El universo y su organización, dada su magnitud y escala cósmica, fue creado y puesto en
funcionamiento gracias a la acción de seres » superiores, de dioses, imaginados por los humanos como
entes antropomórficos y con ribetes anímicos cercanos a los simples mortales. Aquellos seres superiores,
en número indeterminado y estructurados en tríadas y en pirámides categóricas, estaban por naturaleza
y origen distanciados del hombre y del resto de lo creado. El número ilimitado de seres divinos venía
exigido por la necesidad de hacer frente a la complejidad física y espiritual del mundo y de sus
habitantes.
La correcta armonía del mundo precisaba de unas reglas estrictas que debían ser respetadas por
dioses y hombres, reglas que bajo el nombre sumerio de me funcionarían para siempre sin deterioro de
ningún tipo. Sin embargo, el resquicio mínimo que se observa en el comportamiento del hombre j aun de
los dioses (se conocen protestas de dioses contra las grandes divinidades) alteraron las normas
cósmicas, lo que fue considerado argumento por los dioses superiores para intentar llevar a cabo la
destrucción de dioses rebeldes, hombres y aun de lo creado, cuyo reflejo más directo se plasmó en forma
de leyendas diluviales. Sería, sin embargo, la propia divinidad, Enki o Ea, el salvador en última instancia
de los hombres, de los cuales, en realidad, no se podía prescindir por ser la mano de obra barata de los
dioses.
El hombre, que no podía disfrutar de la prerrogativa de la inmortalidad, reservada en exclusiva a los
dioses, sintió a lo largo de su existencia una constante desazón, a la que supo hacer frente buscando la
eterna fama del nombre y del buen comportamiento personal, supo resignarse a su destino prosaico y
realista: sólo podía esperar la muerte y todo lo más un relativo bienestar en el Más allá, en el reino de
los misterios, región oscura adonde se accedía tras el preceptivo juicio realizado por el dios Sol ayudado
por los Anunnaki.
Si bien esta vida de ultratumba, que seguía reflejando diferencias sociales, no era lo apetecible o
«salvadora» que los mesopotámicos deseaban, no por ello dejaron de invocar a los dioses y honrarlos
durante su vida terrena con ceremonias y cultos más o menos sentidos, siendo la más espectacular e
importante la fiesta que conmemoraba las nupcias del dios y de la diosa (papeles asumidos por el rey de
turno y una sacerdotisa principal) tendente a propiciar la fertilidad de la tierra.
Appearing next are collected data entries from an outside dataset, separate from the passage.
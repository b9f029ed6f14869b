use clap::Args;
use std::process;
use ctrlc::set_handler;
use tokio::sync::broadcast;
use tracing::{debug, error, info};
use shared::config::{Config, InterfaceConfig};
use shared::{success_err, success_ok};
use tunalloc::{AllocError, Allocation, Allocator, InterfaceRequest};

#[derive(Debug, Args)]
pub struct AllocCmd {
    /// Requested interface name (ignored on macos)
    #[arg(short, long, value_name = "NAME")]
    name: Option<String>,
    /// Bytes of the confirmed name to read back
    #[arg(short, long, value_name = "BYTES")]
    capacity: Option<usize>,
    /// Keep the interface until Ctrl-C instead of releasing it right away
    #[arg(long, default_value = "false")]
    hold: bool
}

impl AllocCmd {
    pub async fn exec(self, config: Config) {
        let hold = self.hold;
        let interface = self.apply(config.interface);

        let allocation = match allocate(&interface) {
            Ok(allocation) => allocation,
            Err(err) => {
                error!("allocation failed: {}", err);
                success_err!("allocation failed with code {}: {}", err.code(), err);
                process::exit(1);
            }
        };
        success_ok!("Allocated", "{}", allocation);

        if hold {
            hold_until_stop(&allocation).await;
        }

        let name = allocation.name_lossy();
        drop(allocation);
        success_ok!("Released", name);
    }

    /// Command-line values take precedence over the config file
    fn apply(self, mut interface: InterfaceConfig) -> InterfaceConfig {
        if let Some(name) = self.name {
            interface.name = Some(name);
        }
        if let Some(capacity) = self.capacity {
            interface.capacity = capacity;
        }
        interface
    }
}

fn allocate(interface: &InterfaceConfig) -> Result<Allocation, AllocError> {
    let request = InterfaceRequest::new(interface.request_name(), interface.capacity);

    #[cfg(target_os = "linux")]
    let allocator = tunalloc::LinuxTunAllocator::with_device(&interface.device);

    #[cfg(target_os = "macos")]
    let allocator = {
        if let Some(name) = &interface.name {
            shared::success_warn!("utun names are assigned by the kernel, ignoring {}", name);
        }
        tunalloc::MacOSTunAllocator::new()
    };

    allocator.allocate(&request)
}

async fn hold_until_stop(allocation: &Allocation) {
    let (stop_tx, mut stop_rx) = broadcast::channel::<()>(1);

    if let Err(err) = set_handler(move || {
        match stop_tx.send(()) {
            Ok(_) => debug!("stop signal sent from Ctrl-C handler"),
            Err(err) => debug!("stop signal not sent from Ctrl-C handler: {}", err),
        }
    }) {
        success_err!("failed to set Ctrl-C handler: {}", err);
        return;
    }

    info!("holding {} until Ctrl-C", allocation.name_lossy());
    if let Err(err) = stop_rx.recv().await {
        debug!("stop channel closed: {}", err);
    }
}


#[cfg(test)]
mod tests {
    use super::*;
    use std::path::PathBuf;

    #[test]
    fn flags_override_config() {
        let cmd = AllocCmd { name: Some("vpn1".into()), capacity: Some(6), hold: false };
        let interface = cmd.apply(InterfaceConfig {
            name: Some("tun4".into()),
            capacity: 16,
            device: PathBuf::from("/dev/net/tun"),
        });
        assert_eq!(interface.name.as_deref(), Some("vpn1"));
        assert_eq!(interface.capacity, 6);
    }

    #[test]
    fn config_is_kept_without_flags() {
        let cmd = AllocCmd { name: None, capacity: None, hold: true };
        let interface = cmd.apply(InterfaceConfig::default());
        assert_eq!(interface, InterfaceConfig::default());
    }

    #[test]
    #[cfg(target_os = "linux")]
    fn configured_device_is_used() {
        let interface = InterfaceConfig {
            name: Some("tun0".into()),
            device: PathBuf::from("/nonexistent/net/tun"),
            ..Default::default()
        };
        let err = allocate(&interface).unwrap_err();
        assert_eq!(err.kind(), tunalloc::ErrorKind::Open);
    }
}
//! Signed-code call surface.
//!
//! Callers hand in one buffer that holds the name hint on the way in and
//! the confirmed name on the way out. The return value is either the
//! descriptor (`>= 0`, now owned by the caller) or a negative
//! [`ErrorKind::code`](crate::ErrorKind::code).

use std::os::fd::IntoRawFd;
use std::slice;

use tracing::debug;

use crate::{Allocator, InterfaceRequest, PlatformAllocator};


pub fn alloc_into(buf: &mut [u8]) -> i32 {
    alloc_into_with(&PlatformAllocator::default(), buf)
}

/// Like [`alloc_into`] with an explicit allocator.
///
/// `buf` is left untouched when the allocation fails.
pub fn alloc_into_with<A: Allocator>(allocator: &A, buf: &mut [u8]) -> i32 {
    let request = InterfaceRequest::new(&*buf, buf.len());
    match allocator.allocate(&request) {
        Ok(allocation) => {
            let (fd, name) = allocation.into_parts();
            write_name(buf, &name);
            fd.into_raw_fd()
        }
        Err(err) => {
            debug!("allocation failed with code {}: {}", err.code(), err);
            err.code()
        }
    }
}

/// C entry point of [`alloc_into`].
///
/// A null `ptr` or a negative `len` is treated as an empty buffer.
///
/// # Safety
///
/// When `ptr` is non-null it must be valid for reads and writes of `len`
/// bytes for the duration of the call.
#[unsafe(no_mangle)]
pub unsafe extern "C" fn tunalloc_alloc(ptr: *mut u8, len: i32) -> i32 {
    if ptr.is_null() || len <= 0 {
        return alloc_into(&mut []);
    }
    // SAFETY: guaranteed by the caller
    let buf = unsafe { slice::from_raw_parts_mut(ptr, len as usize) };
    alloc_into(buf)
}

fn write_name(buf: &mut [u8], name: &[u8]) {
    let len = name.len().min(buf.len());
    buf[..len].copy_from_slice(&name[..len]);
    buf[len..].fill(0);
}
En una palabra, la religión, el mito y el rito, desempeñaron un papel central en la vida de la antigua
Mesopotamia. La religión y su entorno conceptual y cultual fue fuente inspiradora de extraordinarios
textos religiosos y literarios, magníficos templos y diferentes obras de arte. Todas estas manifestaciones,
grandiosas y espectaculares, encontraron eco en casi todo el mundo antiguo durante varios milenios,
sobre todo, como dice S. N. Kramer, «en aquellos primeros tiempos, cuando las poderosas fuerzas
naturales eran totalmente inexplicables para los atemorizados humanos».